**ASSIGNED TASK**
Below are some records. Return exactly the lines from the one containing "pub struct BlockRenderer<A: VoiceAllocator" through the one containing "config.validate()?;", both included, and only those.

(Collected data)
___

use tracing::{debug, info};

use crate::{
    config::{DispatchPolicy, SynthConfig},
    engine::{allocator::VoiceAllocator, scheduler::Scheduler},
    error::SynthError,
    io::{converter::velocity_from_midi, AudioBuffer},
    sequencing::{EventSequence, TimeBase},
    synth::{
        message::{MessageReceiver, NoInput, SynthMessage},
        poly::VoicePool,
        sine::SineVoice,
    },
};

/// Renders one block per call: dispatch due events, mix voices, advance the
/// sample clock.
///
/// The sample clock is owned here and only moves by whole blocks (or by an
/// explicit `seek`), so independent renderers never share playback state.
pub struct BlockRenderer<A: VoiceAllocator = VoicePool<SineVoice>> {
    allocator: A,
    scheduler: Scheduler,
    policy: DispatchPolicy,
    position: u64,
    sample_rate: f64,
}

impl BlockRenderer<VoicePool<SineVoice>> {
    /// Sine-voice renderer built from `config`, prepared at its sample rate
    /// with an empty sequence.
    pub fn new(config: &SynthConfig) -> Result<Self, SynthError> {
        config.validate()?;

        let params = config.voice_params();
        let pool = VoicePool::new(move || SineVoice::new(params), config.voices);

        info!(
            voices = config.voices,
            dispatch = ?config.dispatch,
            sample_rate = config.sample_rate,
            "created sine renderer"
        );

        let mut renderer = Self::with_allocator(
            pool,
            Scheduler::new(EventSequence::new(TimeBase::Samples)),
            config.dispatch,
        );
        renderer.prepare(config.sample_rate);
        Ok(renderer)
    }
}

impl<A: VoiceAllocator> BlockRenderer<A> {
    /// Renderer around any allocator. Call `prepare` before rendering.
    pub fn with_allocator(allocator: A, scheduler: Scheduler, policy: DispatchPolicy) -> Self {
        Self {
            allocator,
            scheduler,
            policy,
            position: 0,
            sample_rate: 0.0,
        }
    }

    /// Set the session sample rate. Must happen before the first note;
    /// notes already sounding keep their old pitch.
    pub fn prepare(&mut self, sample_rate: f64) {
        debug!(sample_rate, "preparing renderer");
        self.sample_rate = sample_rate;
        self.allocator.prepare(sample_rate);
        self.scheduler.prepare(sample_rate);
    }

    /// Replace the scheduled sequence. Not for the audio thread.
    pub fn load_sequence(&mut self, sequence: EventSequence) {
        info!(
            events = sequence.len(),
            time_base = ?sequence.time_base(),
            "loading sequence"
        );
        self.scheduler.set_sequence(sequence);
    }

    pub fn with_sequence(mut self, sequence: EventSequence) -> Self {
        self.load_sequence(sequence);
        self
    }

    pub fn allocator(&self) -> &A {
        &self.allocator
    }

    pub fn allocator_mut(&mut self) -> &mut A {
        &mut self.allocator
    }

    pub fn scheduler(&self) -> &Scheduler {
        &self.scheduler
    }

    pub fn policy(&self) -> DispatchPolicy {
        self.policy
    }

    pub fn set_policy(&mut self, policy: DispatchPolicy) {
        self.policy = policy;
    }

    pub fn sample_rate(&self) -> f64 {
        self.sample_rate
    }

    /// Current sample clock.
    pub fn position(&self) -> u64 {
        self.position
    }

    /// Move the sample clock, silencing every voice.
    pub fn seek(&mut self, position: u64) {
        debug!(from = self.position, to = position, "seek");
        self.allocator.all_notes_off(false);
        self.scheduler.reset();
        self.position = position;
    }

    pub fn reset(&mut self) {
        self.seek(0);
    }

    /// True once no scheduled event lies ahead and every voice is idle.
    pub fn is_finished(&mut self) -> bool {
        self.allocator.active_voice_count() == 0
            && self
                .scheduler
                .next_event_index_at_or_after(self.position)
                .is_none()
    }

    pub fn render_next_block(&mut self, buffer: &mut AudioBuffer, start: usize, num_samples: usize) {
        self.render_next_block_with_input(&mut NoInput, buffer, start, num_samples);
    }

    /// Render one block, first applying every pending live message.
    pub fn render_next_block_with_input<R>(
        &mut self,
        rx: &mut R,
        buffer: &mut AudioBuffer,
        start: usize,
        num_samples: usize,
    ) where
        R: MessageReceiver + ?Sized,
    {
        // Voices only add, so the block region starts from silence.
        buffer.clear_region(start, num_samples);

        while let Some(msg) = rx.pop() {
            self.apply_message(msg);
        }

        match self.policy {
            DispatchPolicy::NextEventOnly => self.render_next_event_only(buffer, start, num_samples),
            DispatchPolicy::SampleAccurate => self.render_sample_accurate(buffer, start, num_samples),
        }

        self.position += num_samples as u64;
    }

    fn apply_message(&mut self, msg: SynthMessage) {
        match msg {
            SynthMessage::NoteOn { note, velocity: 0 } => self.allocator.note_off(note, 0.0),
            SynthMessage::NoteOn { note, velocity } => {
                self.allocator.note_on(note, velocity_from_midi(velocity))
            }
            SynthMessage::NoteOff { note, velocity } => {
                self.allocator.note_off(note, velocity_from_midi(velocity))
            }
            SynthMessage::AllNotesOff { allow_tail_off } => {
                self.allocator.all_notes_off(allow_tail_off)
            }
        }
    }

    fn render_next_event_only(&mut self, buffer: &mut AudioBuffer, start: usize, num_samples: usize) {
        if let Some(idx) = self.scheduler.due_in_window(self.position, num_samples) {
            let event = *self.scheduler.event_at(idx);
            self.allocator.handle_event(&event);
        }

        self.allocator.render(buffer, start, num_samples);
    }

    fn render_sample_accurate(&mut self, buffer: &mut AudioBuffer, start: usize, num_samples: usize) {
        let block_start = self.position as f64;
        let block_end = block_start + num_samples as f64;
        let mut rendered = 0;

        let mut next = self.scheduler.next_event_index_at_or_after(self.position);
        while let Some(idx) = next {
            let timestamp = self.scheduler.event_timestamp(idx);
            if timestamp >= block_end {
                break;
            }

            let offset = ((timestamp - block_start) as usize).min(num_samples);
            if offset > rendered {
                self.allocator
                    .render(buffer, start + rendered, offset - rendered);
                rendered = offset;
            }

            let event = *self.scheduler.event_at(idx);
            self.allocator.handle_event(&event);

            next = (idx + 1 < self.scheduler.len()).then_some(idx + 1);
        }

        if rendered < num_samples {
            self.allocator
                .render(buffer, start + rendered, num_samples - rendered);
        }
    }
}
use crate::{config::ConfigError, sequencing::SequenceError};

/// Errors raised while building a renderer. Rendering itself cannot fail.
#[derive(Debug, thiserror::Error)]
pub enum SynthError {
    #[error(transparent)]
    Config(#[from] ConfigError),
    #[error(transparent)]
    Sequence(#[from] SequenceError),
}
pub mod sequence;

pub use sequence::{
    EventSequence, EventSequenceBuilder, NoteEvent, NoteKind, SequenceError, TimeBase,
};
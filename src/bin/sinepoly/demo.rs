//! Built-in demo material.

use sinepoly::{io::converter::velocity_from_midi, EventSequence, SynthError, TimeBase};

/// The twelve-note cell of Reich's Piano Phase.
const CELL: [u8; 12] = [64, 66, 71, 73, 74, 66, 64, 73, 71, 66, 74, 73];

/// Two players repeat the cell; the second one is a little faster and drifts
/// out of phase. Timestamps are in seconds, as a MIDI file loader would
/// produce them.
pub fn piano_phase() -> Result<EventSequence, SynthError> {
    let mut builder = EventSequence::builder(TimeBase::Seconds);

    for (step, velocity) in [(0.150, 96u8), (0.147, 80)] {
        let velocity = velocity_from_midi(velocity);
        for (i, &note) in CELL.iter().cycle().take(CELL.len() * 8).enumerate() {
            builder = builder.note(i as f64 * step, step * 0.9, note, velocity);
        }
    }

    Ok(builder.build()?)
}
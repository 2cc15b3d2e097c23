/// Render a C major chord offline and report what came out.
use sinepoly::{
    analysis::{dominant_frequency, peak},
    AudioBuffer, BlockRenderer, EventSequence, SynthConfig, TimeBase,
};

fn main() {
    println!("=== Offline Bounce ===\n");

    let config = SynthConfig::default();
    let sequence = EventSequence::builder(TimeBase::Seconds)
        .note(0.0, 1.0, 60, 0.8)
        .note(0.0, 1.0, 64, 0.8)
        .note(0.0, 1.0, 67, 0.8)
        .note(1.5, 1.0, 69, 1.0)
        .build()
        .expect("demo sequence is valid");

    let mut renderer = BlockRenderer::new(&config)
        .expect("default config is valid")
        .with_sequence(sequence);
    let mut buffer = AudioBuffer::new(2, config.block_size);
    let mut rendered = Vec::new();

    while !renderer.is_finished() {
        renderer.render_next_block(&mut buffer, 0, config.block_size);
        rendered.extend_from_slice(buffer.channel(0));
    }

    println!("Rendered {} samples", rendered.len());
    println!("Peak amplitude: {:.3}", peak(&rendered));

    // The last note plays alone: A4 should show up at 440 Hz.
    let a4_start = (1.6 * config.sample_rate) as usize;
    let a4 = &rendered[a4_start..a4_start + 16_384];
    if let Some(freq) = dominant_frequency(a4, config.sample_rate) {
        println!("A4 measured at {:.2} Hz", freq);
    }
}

___

**TASK OUTPUT**
pub struct BlockRenderer<A: VoiceAllocator = VoicePool<SineVoice>> {
    allocator: A,
    scheduler: Scheduler,
    policy: DispatchPolicy,
    position: u64,
    sample_rate: f64,
}

impl BlockRenderer<VoicePool<SineVoice>> {
    /// Sine-voice renderer built from `config`, prepared at its sample rate
    /// with an empty sequence.
    pub fn new(config: &SynthConfig) -> Result<Self, SynthError> {
        config.validate()?;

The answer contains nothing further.